Bertemu Sesepuh di Lirboyo, Gus Yahya Ungkap Ketidakadilan yang Dialaminya

Redaksi
Ketua Umum PBNU Yahya Cholil Staquf bersama dengan jajarannya, di Kantor Pusat PBNU, Jakarta, Rabu, 24/12/2025 | Novia Suhari/Forum Keadilan
Ketua Umum PBNU Yahya Cholil Staquf bersama dengan jajarannya, di Kantor Pusat PBNU, Jakarta, Rabu, 24/12/2025 | Novia Suhari/Forum Keadilan
Bagikan:

FORUM KEADILAN – Ketua Umum Pengurus Besar Nahdlatul Ulama (PBNU) Yahya Cholil Staquf mengungkapkan saat bertemu dengan para sesepuh dan Mustasyar PBNU dalam Musyawarah Kubro yang berlangsung di Pondok Pesantren Lirboyo. Dirinya mengaku diberi ruang untuk menyampaikan pandangannya secara langsung di hadapan para ulama sepuh.

Yahya menjelaskan, terdapat tiga hal utama, yang ia sampaikan dalam menyikapi persoalan yang berkembang saat ini. Pertama, hak pribadinya untuk diperlakukan secara adil. Ia menilai,dirinya tidak mendapatkan perlakuan yang adil ketika berbagai tuduhan dilontarkan kepadanya dalam forum Rapat Harian Syuriyah pada 20 November lalu, namun tidak ada kesempatan untuk memberikan klarifikasi.
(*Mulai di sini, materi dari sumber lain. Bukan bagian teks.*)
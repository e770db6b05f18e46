use std::io;
use std::net::SocketAddr;

/// Result type used throughout the crate.
pub type FeedResult<T> = Result<T, FeedError>;

/// Errors raised by the feed engine and its collaborators.
///
/// Variants fall into two groups. Connection-fatal errors
/// ([`FeedError::SendFailed`], [`FeedError::ReceiveFailed`],
/// [`FeedError::SourceFailed`]) close the connection they occurred on and
/// nothing else. Every other variant is fatal to the process: the engine
/// releases all connections and hands the error back to the caller.
#[derive(Debug, thiserror::Error)]
pub enum FeedError {
    /// The allocator could not make room for another record.
    #[error("resource exhausted: {0}")]
    ResourceExhausted(String),

    /// The OS could not provide the readiness facility.
    #[error("readiness facility error: {0}")]
    SystemResource(#[source] io::Error),

    /// A channel could not be added to or removed from the poller.
    #[error("registration error: {0}")]
    Registration(#[source] io::Error),

    /// Sending on a channel failed.
    #[error("send failed: {0}")]
    SendFailed(#[source] io::Error),

    /// Receiving from a channel failed.
    #[error("receive failed: {0}")]
    ReceiveFailed(#[source] io::Error),

    /// Reading the byte source failed for a reason other than EOF.
    #[error("source read failed: {0}")]
    SourceFailed(#[source] io::Error),

    /// A state combination the transfer machine never produces.
    #[error("protocol violation: {0}")]
    ProtocolViolation(String),

    /// Connecting to the server failed.
    #[error("cannot connect to {addr}: {source}")]
    Connect {
        /// The server address.
        addr: SocketAddr,
        /// Why the connect failed.
        #[source]
        source: io::Error,
    },

    /// A configuration value is out of range.
    #[error("invalid configuration: {0}")]
    InvalidConfig(String),
}

impl FeedError {
    /// Returns true when the error only terminates the connection it was
    /// raised on.
    pub fn is_connection_fatal(&self) -> bool {
        matches!(
            self,
            FeedError::SendFailed(_) | FeedError::ReceiveFailed(_) | FeedError::SourceFailed(_)
        )
    }
}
“Dalam forum itu dilontarkan berbagai macam tuduhan kepada saya, sementara saya tidak boleh memberikan jawaban. Bahkan ketika peserta meminta agar saya dihadirkan, saya tetap tidak dihadirkan. Ini jelas perlakuan yang tidak adil,” katanya, di Kantor Pusat PBNU, Jakarta, Rabu, 24/12/2025.

Kedua, Yahya menegaskan pentingnya menjaga wibawa ulama. Menurutnya, Syuriyah merupakan forum para ulama yang keputusannya memiliki dampak besar kepada umat. Jika keputusan diambil dengan cara yang tidak adil, dikhawatirkan akan muncul persepsi bahwa tindakan tersebut dibenarkan secara syariat hanya karena dilakukan oleh ulama.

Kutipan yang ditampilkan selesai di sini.